Thursday, December 29, 2011

A Year in Reflection

As I sit here with the (fake) tree glowing behind me, worship music easing its way into my ears, I reflect on this insane year. Full of melancholy and sorrow for losses, and joy and happiness for laughter and growth.  Tears form as I just think about the pain and hardships endured, but fear not, I find joy. Inspiration.  Love. Hope. And Peace. I find faith as I question my God who responds with tear filled eyes asking why I doubt. He has failed me not, though through troubled times it seems that way.  Though, here I am, finding joy and adoration in the little things. Best Friends. Real relationships. Coffee Dates. Dancing. Giggles. Happy babies and sick cuddling ones. Growth. Hot chocolate with just enough whip cream.  Though it seems I often let the hard things take away from these happy times. No host family.  Divorce. Rejection. Another divorce. Finances.  Stress.  Unforgiveness.

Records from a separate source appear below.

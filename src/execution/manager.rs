//! Execution index with capacity limits and delayed disposal

use super::{AgentDeps, Execution, ExecutionInfo, ExecutionOptions, ExecutionState};
use crate::config::RuntimeConfig;
use crate::error::{AgentError, Result};
use crate::pubsub::ChannelRegistry;
use serde::{Deserialize, Serialize};
use std::collections::HashMap;
use std::sync::{Arc, Mutex, MutexGuard, PoisonError};
use tokio::task::JoinHandle;

/// Manager statistics
#[derive(Debug, Clone, Copy, Default, PartialEq, Eq, Serialize, Deserialize)]
#[serde(rename_all = "camelCase")]
pub struct ExecutionStats {
    pub total: usize,
    pub running: usize,
    pub pending_disposal: usize,
}

/// Scheduled disposal; `token` tells a stale timer from the current one
struct PendingDisposal {
    token: u64,
    handle: JoinHandle<()>,
}

#[derive(Default)]
struct ManagerInner {
    executions: HashMap<String, Arc<Execution>>,
    pending: HashMap<String, PendingDisposal>,
    next_token: u64,
}

fn lock(inner: &Mutex<ManagerInner>) -> MutexGuard<'_, ManagerInner> {
    inner.lock().unwrap_or_else(PoisonError::into_inner)
}

/// Owns every live execution
///
/// Cheap to clone; clones share state. Pass one instance to whatever needs
/// it rather than keeping a global.
#[derive(Clone)]
pub struct ExecutionManager {
    config: Arc<RuntimeConfig>,
    deps: AgentDeps,
    channels: ChannelRegistry,
    inner: Arc<Mutex<ManagerInner>>,
}

impl ExecutionManager {
    pub fn new(config: RuntimeConfig, deps: AgentDeps) -> Self {
        let channels = ChannelRegistry::new(config.channel.clone());
        Self {
            config: Arc::new(config),
            deps,
            channels,
            inner: Arc::new(Mutex::new(ManagerInner::default())),
        }
    }

    pub fn config(&self) -> &RuntimeConfig {
        &self.config
    }

    pub fn channels(&self) -> &ChannelRegistry {
        &self.channels
    }

    /// Create an execution
    ///
    /// Fails with `AlreadyExists` for a known id. At the concurrency ceiling,
    /// finished executions and those awaiting disposal are reaped first;
    /// `CapacityExceeded` is returned if that frees nothing.
    pub async fn create(&self, id: &str, options: ExecutionOptions) -> Result<Arc<Execution>> {
        let limit = self.config.execution.max_concurrent;

        let reaped = {
            let mut inner = lock(&self.inner);
            if inner.executions.contains_key(id) {
                return Err(AgentError::AlreadyExists(id.to_string()));
            }
            if inner.executions.len() < limit {
                return Ok(self.insert(&mut inner, id, options));
            }
            Self::take_reapable(&mut inner)
        };

        if !reaped.is_empty() {
            tracing::info!(count = reaped.len(), "Reaping idle executions");
        }
        for execution in reaped {
            execution.dispose().await;
        }

        let mut inner = lock(&self.inner);
        if inner.executions.contains_key(id) {
            return Err(AgentError::AlreadyExists(id.to_string()));
        }
        if inner.executions.len() >= limit {
            tracing::warn!(execution_id = %id, limit, "Execution limit reached");
            return Err(AgentError::CapacityExceeded { limit });
        }
        Ok(self.insert(&mut inner, id, options))
    }

    /// Existing execution for `id`, or a new one
    ///
    /// Reclaiming an id cancels its pending disposal.
    pub async fn get_or_create(&self, id: &str, options: ExecutionOptions) -> Result<Arc<Execution>> {
        {
            let mut inner = lock(&self.inner);
            if let Some(execution) = inner.executions.get(id).cloned() {
                if let Some(pending) = inner.pending.remove(id) {
                    pending.handle.abort();
                    tracing::debug!(execution_id = %id, "Pending disposal cancelled");
                }
                return Ok(execution);
            }
        }
        self.create(id, options).await
    }

    fn insert(&self, inner: &mut ManagerInner, id: &str, options: ExecutionOptions) -> Arc<Execution> {
        let execution = Arc::new(Execution::new(
            id,
            options,
            self.config.clone(),
            self.deps.clone(),
            self.channels.clone(),
        ));
        inner.executions.insert(id.to_string(), execution.clone());
        tracing::info!(
            execution_id = %id,
            mode = %execution.mode(),
            total = inner.executions.len(),
            "Execution created"
        );
        execution
    }

    /// Remove executions that are finished or awaiting disposal
    fn take_reapable(inner: &mut ManagerInner) -> Vec<Arc<Execution>> {
        let ids: Vec<String> = inner
            .executions
            .iter()
            .filter(|(id, execution)| {
                let state = execution.state();
                inner.pending.contains_key(*id)
                    || state.is_finished()
                    || state == ExecutionState::Disposed
            })
            .map(|(id, _)| id.clone())
            .collect();

        ids.iter()
            .filter_map(|id| {
                if let Some(pending) = inner.pending.remove(id) {
                    pending.handle.abort();
                }
                inner.executions.remove(id)
            })
            .collect()
    }

    pub fn get(&self, id: &str) -> Option<Arc<Execution>> {
        lock(&self.inner).executions.get(id).cloned()
    }

    pub fn contains(&self, id: &str) -> bool {
        lock(&self.inner).executions.contains_key(id)
    }

    /// Info for every execution, oldest first
    pub fn list(&self) -> Vec<ExecutionInfo> {
        let executions: Vec<_> = lock(&self.inner).executions.values().cloned().collect();
        let mut infos: Vec<_> = executions.iter().map(|e| e.info()).collect();
        infos.sort_by(|a, b| a.created_at.cmp(&b.created_at).then_with(|| a.id.cmp(&b.id)));
        infos
    }

    /// Dispose an execution now, or after the idle grace period
    ///
    /// A delayed disposal is cancelled if `get_or_create` reclaims the id
    /// before it fires.
    pub async fn delete(&self, id: &str, immediate: bool) -> Result<()> {
        if immediate {
            let execution = {
                let mut inner = lock(&self.inner);
                if let Some(pending) = inner.pending.remove(id) {
                    pending.handle.abort();
                }
                inner.executions.remove(id)
            };
            let execution = execution.ok_or_else(|| AgentError::NotFound(id.to_string()))?;
            execution.dispose().await;
            tracing::info!(execution_id = %id, "Execution deleted");
            return Ok(());
        }

        let grace = self.config.execution.idle_grace();
        let mut inner = lock(&self.inner);
        if !inner.executions.contains_key(id) {
            return Err(AgentError::NotFound(id.to_string()));
        }

        inner.next_token += 1;
        let token = inner.next_token;
        let shared = self.inner.clone();
        let owned_id = id.to_string();
        let handle = tokio::spawn(async move {
            tokio::time::sleep(grace).await;
            if let Some(execution) = Self::take_expired(&shared, &owned_id, token) {
                execution.dispose().await;
                tracing::info!(execution_id = %owned_id, "Idle execution disposed");
            }
        });

        let pending = PendingDisposal { token, handle };
        if let Some(previous) = inner.pending.insert(id.to_string(), pending) {
            previous.handle.abort();
        }
        tracing::debug!(
            execution_id = %id,
            grace_ms = grace.as_millis() as u64,
            "Execution disposal scheduled"
        );
        Ok(())
    }

    /// Remove the execution if `token` is still its current pending disposal
    ///
    /// A timer that already woke cannot be aborted, so a reclaim or a newer
    /// delete may have replaced it by the time it gets here.
    fn take_expired(shared: &Mutex<ManagerInner>, id: &str, token: u64) -> Option<Arc<Execution>> {
        let mut inner = lock(shared);
        if inner.pending.get(id).map(|p| p.token) != Some(token) {
            tracing::debug!(execution_id = %id, "Stale disposal timer ignored");
            return None;
        }
        inner.pending.remove(id);
        inner.executions.remove(id)
    }

    /// Pause the run in flight for `id`
    pub fn cancel(&self, id: &str) -> Result<bool> {
        let execution = self
            .get(id)
            .ok_or_else(|| AgentError::NotFound(id.to_string()))?;
        Ok(execution.cancel())
    }

    /// Pause every run in flight; returns how many were cancelled
    pub fn cancel_all(&self) -> usize {
        let executions: Vec<_> = lock(&self.inner).executions.values().cloned().collect();
        executions.iter().filter(|e| e.cancel()).count()
    }

    /// Dispose every execution and channel
    pub async fn dispose_all(&self) {
        let executions: Vec<_> = {
            let mut inner = lock(&self.inner);
            for (_, pending) in inner.pending.drain() {
                pending.handle.abort();
            }
            inner.executions.drain().map(|(_, e)| e).collect()
        };
        let count = executions.len();
        for execution in executions {
            execution.dispose().await;
        }
        self.channels.destroy_all();
        tracing::info!(count, "All executions disposed");
    }

    pub fn stats(&self) -> ExecutionStats {
        let inner = lock(&self.inner);
        ExecutionStats {
            total: inner.executions.len(),
            running: inner
                .executions
                .values()
                .filter(|e| e.is_running())
                .count(),
            pending_disposal: inner.pending.len(),
        }
    }
}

Tears. Abandonment. Sickness. No sleep. Best Friends moving away. And that list could easily surpass the list of good things.  Because I am a pessimist.  But I noticed, I've grown. My pessimism (or lack of faith) has changed this year, become more positive. Slowly, but it's there.  I believe. I know the plans He has for me. Well, I have faith that He has plans for me.  And He looks at me with those adoring eyes as I begin to fully let Him in. As I begin to let Him truly form me to His expectations.  Though I falter, I know everyone does, and I know that He sees me trying.  So as I stumble, He picks me up, and says He is proud of me.  Maybe I've stepped away, but I always come back.  I speak His Word with Love and Care, He speaks through me. And if He trusts me enough to do that, then I can have the faith to do as He asks.  So in this year, as I look back at my hardships with my family falling apart, spending my first Christmas without either one of my parents, wishing things were stable and working, I cry in hope that my family will some day come to know the Lord.  Know I don't judge who they are. I accept them, I just cannot portray it. In this I am weak. But know that God is working in me to grow and change and love no matter what.  I look back at the struggles that I have endured in this year alone, and I find hope and freedom that I am still standing.  I am still standing in Him. And after this year, a year I will never forget, I will know, I can feel that He has had me wrapped in His Arms the whole time. All I have to do is hold on.

2 comments:

  1. You are right, you have grown a lot in this last year. I am so proud of you and the decisions you make and the example you set for everyone around you. I know its hard to get the teasing or the flack you do from people around you, but that could be because they genuinely see how well you are doing, you inspire them and in their heart wish they were as pure and kept the boundaries you keep.

    DOn't ever change, don't let people judge your or make you feel judged because you are on the right track and you are doing amazing. I only hope my daughters are as responsible and dedicated as you are. I love you and I am very proud of you, I can't wait to see what this next year hold for you.